Max Jan, M.D., Ph.D.
2023 Funding recipient
Engineering potent and selective immunotherapies of MDS using targeted protein degradation
Discovery Research Grant 2023
Myelodysplastic syndrome (MDS) is a clonal disease caused by the sequential acquisition of genetic mutations in blood forming stem cells, leading to impaired function of the blood-forming system (hematopoiesis). Bone marrow transplantation (BMT) is the only potentially curative approved therapy for people with high risk MDS. In this treatment, the patient’s diseased blood forming system is replaced with a donor’s. Fundamental to this clinical protocol is the transfer of rare donor hematopoietic stem cells, uniquely capable of limitless self-renewal and differentiation to form all blood cell types. BMT is referred to as the original immunotherapy, in which donor immune cell recognition of subtle differences on diseased cells is essential for MDS eradication. Unfortunately, relapse after transplantation is common and carries a poor prognosis. There is a critical unmet need for innovative strategies to prevent and effectively treat relapse after transplantation.
Two fundamental challenges limiting the effectiveness of BMT for MDS will be investigated in this proposal. First, there is a lack of therapeutic window to effectively target MDS stem cells while sparing normal donor stem cells, because these cell types are overwhelmingly similar. Second, donor immune cells encounter complex challenges that in many cases lead to dysfunction and ineffective MDS targeting.

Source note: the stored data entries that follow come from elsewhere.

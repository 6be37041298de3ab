//! Tool Router - builds the rmcp ToolRouter.
//!
//! This module builds the ToolRouter for STDIO/TCP transport by delegating
//! to the tool definitions themselves. Each tool knows how to create its own route.

use std::sync::Arc;

use rmcp::handler::server::tool::ToolRouter;

use super::definitions::{NearestTool, RouteTool, TableTool};
use super::dispatcher::OsrmDispatcher;

/// Build the tool router with all registered tools.
pub fn build_tool_router<S>(dispatcher: Arc<OsrmDispatcher>) -> ToolRouter<S>
where
    S: Send + Sync + 'static,
{
    ToolRouter::new()
        .with_route(RouteTool::create_route(dispatcher.clone()))
        .with_route(NearestTool::create_route(dispatcher.clone()))
        .with_route(TableTool::create_route(dispatcher))
}

#[cfg(test)]
mod tests {
    use super::super::registry::ToolRegistry;
    use super::*;
    use crate::core::osrm::mock::MockTransport;

    struct TestServer {}

    fn test_dispatcher() -> Arc<OsrmDispatcher> {
        Arc::new(OsrmDispatcher::new(Arc::new(MockTransport::ok("{}"))))
    }

    #[test]
    fn test_build_router() {
        let router: ToolRouter<TestServer> = build_tool_router(test_dispatcher());
        let tools = router.list_all();
        assert_eq!(tools.len(), 3);

        let names: Vec<_> = tools.iter().map(|t| t.name.as_ref()).collect();
        assert!(names.contains(&"route"));
        assert!(names.contains(&"nearest"));
        assert!(names.contains(&"table"));
    }

    #[test]
    fn test_registry_matches_router() {
        let dispatcher = test_dispatcher();
        let registry = ToolRegistry::new(dispatcher.clone());
        let registry_names = registry.tool_names();

        let router: ToolRouter<TestServer> = build_tool_router(dispatcher);
        let router_tools = router.list_all();
        let router_names: Vec<_> = router_tools.iter().map(|t| t.name.as_ref()).collect();

        assert_eq!(registry_names.len(), router_names.len());
        for name in registry_names {
            assert!(router_names.contains(&name));
        }
    }
}
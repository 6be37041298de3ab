//! Client-facing transports.
//!
//! The routing tools can be reached over:
//! - **STDIO** (feature `stdio`, default): one session on stdin/stdout
//! - **TCP** (feature `tcp`): one MCP session per accepted connection
//! - **HTTP** (feature `http`): stateless JSON-RPC over POST, plus `/health`
//!
//! STDIO and TCP speak MCP through rmcp's router; HTTP dispatches tool calls
//! by name through the registry. Both paths end in the same dispatcher.

mod config;
mod error;
mod service;

#[cfg(feature = "http")]
pub mod http;

#[cfg(feature = "tcp")]
pub mod tcp;

#[cfg(feature = "stdio")]
pub mod stdio;

pub use config::TransportConfig;
pub use error::{TransportError, TransportResult};
pub use service::TransportService;

#[cfg(feature = "tcp")]
pub use config::TcpConfig;

#[cfg(feature = "http")]
pub use config::HttpConfig;
//! MCP Server implementation and lifecycle management.
//!
//! This module contains the main server handler that implements the MCP
//! protocol by delegating tool calls to the OSRM dispatcher.
//!
//! ## Tool Architecture
//!
//! Tools are defined in `domains/tools/definitions/osrm/` with one file per
//! routing engine service. Each tool defines:
//! - Parameters struct (schema advertised through rmcp)
//! - `request()` (encodes the OSRM path and query)
//! - `create_route()` (wires the tool into the rmcp ToolRouter)
//!
//! Every route shares one [`OsrmDispatcher`], which owns the outbound
//! transport handle.

use rmcp::{
    ErrorData as McpError, RoleServer, ServerHandler,
    handler::server::tool::{ToolCallContext, ToolRouter},
    model::*,
    service::RequestContext,
};
use std::sync::Arc;
use tracing::instrument;

use super::config::Config;
use super::error;
use super::osrm::{HttpOsrmClient, OsrmTransport};
use crate::domains::tools::{OsrmDispatcher, ToolRegistry, build_tool_router};

/// The main MCP server handler.
///
/// This struct implements the `ServerHandler` trait from rmcp; tool calls are
/// routed to the OSRM dispatcher.
#[derive(Clone)]
pub struct McpServer {
    /// Server configuration.
    config: Arc<Config>,

    /// Dispatcher shared by all tool routes.
    dispatcher: Arc<OsrmDispatcher>,

    /// Tool router for handling tool calls.
    tool_router: ToolRouter<Self>,
}

impl McpServer {
    /// Create a new MCP server talking to the configured routing engine.
    pub fn new(config: Config) -> error::Result<Self> {
        reqwest::Url::parse(&config.osrm.base_url).map_err(|e| {
            error::Error::config(format!(
                "invalid OSRM base URL '{}': {}",
                config.osrm.base_url, e
            ))
        })?;

        let client = HttpOsrmClient::from_config(&config.osrm)?;
        Ok(Self::with_transport(config, Arc::new(client)))
    }

    /// Create a server on top of an explicit routing engine transport.
    pub fn with_transport(config: Config, transport: Arc<dyn OsrmTransport>) -> Self {
        let dispatcher = Arc::new(OsrmDispatcher::new(transport));

        Self {
            tool_router: build_tool_router::<Self>(dispatcher.clone()),
            config: Arc::new(config),
            dispatcher,
        }
    }

    /// Get the server name.
    pub fn name(&self) -> &str {
        &self.config.server.name
    }

    /// Get the server version.
    pub fn version(&self) -> &str {
        &self.config.server.version
    }

    /// Get the server configuration.
    pub fn config(&self) -> &Arc<Config> {
        &self.config
    }

    /// Instructions sent to clients on initialization.
    pub fn instructions(&self) -> String {
        format!(
            "Routing tools backed by an OSRM routing engine at {}. \
             Use `route` for paths between coordinates, `nearest` to snap a point \
             to the road network and `table` for duration/distance matrices. \
             Coordinates are [longitude, latitude] pairs.",
            self.dispatcher.endpoint()
        )
    }

    // ========================================================================
    // HTTP Transport Support Methods
    // ========================================================================

    /// List all available tools (for HTTP transport).
    pub fn list_tools(&self) -> Vec<serde_json::Value> {
        ToolRegistry::get_all_tools()
            .into_iter()
            .map(|t| {
                serde_json::json!({
                    "name": t.name,
                    "description": t.description,
                    "inputSchema": t.input_schema
                })
            })
            .collect()
    }

    /// Call a tool by name (for HTTP transport).
    pub async fn call_tool(
        &self,
        name: &str,
        arguments: serde_json::Value,
    ) -> std::result::Result<serde_json::Value, String> {
        let registry = ToolRegistry::new(self.dispatcher.clone());
        registry.call_tool(name, arguments).await
    }
}

/// ServerHandler implementation.
///
/// Catalog names are routed through rmcp's `ToolRouter`, so their arguments
/// are checked against the advertised schema types. Any other name goes to the
/// dispatcher, which answers with an `Unknown tool: {name}` result.
impl ServerHandler for McpServer {
    fn get_info(&self) -> ServerInfo {
        ServerInfo {
            instructions: Some(self.instructions()),
            capabilities: ServerCapabilities::builder().enable_tools().build(),
            server_info: Implementation {
                name: self.name().to_string(),
                version: self.version().to_string(),
                ..Implementation::from_build_env()
            },
            ..Default::default()
        }
    }

    #[instrument(skip_all, fields(tool = %request.name))]
    async fn call_tool(
        &self,
        request: CallToolRequestParam,
        context: RequestContext<RoleServer>,
    ) -> std::result::Result<CallToolResult, McpError> {
        if self.tool_router.has_route(&request.name) {
            let tcc = ToolCallContext::new(self, request, context);
            return self.tool_router.call(tcc).await;
        }

        let arguments = serde_json::Value::Object(request.arguments.unwrap_or_default());
        self.dispatcher
            .call(&request.name, arguments)
            .await
            .map_err(McpError::from)
    }

    async fn list_tools(
        &self,
        _request: Option<PaginatedRequestParam>,
        _context: RequestContext<RoleServer>,
    ) -> std::result::Result<ListToolsResult, McpError> {
        Ok(ListToolsResult::with_all_items(ToolRegistry::get_all_tools()))
    }
}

Over more than six decades of clinical experience with BMT, continual refinement and optimization has led to successively improved patient outcomes. Innovations in genome engineering and synthetic biology now enable opportunities for next-generation cell therapy platforms. My laboratory has developed precision, customizable molecular switch technologies to degrade proteins that limit the therapeutic potential of engineered cells. These clinically suitable technologies are composed of human sequences and approved anti-cancer drugs to allow for direct clinical translation. In Aim 1, we will engineer donor hematopoietic stem cells with synthetic circuits to evade MDS-direct immunotherapy, thereby creating a therapeutic window for selective MDS cell eradication and preserved normal hematopoiesis. In Aim 2, we will learn from the clinical experience of exceptional responders to engineer dysfunction-resistant donor immune cells more capable of sustained MDS cell targeting. Once completed, the proposed work will seek to overcome fundamental limitations of immune cell therapy for MDS using emerging synthetic biology approaches, creating investigational gene- and cell-based therapies amenable to direct clinical translation for people with MDS and limited treatment options.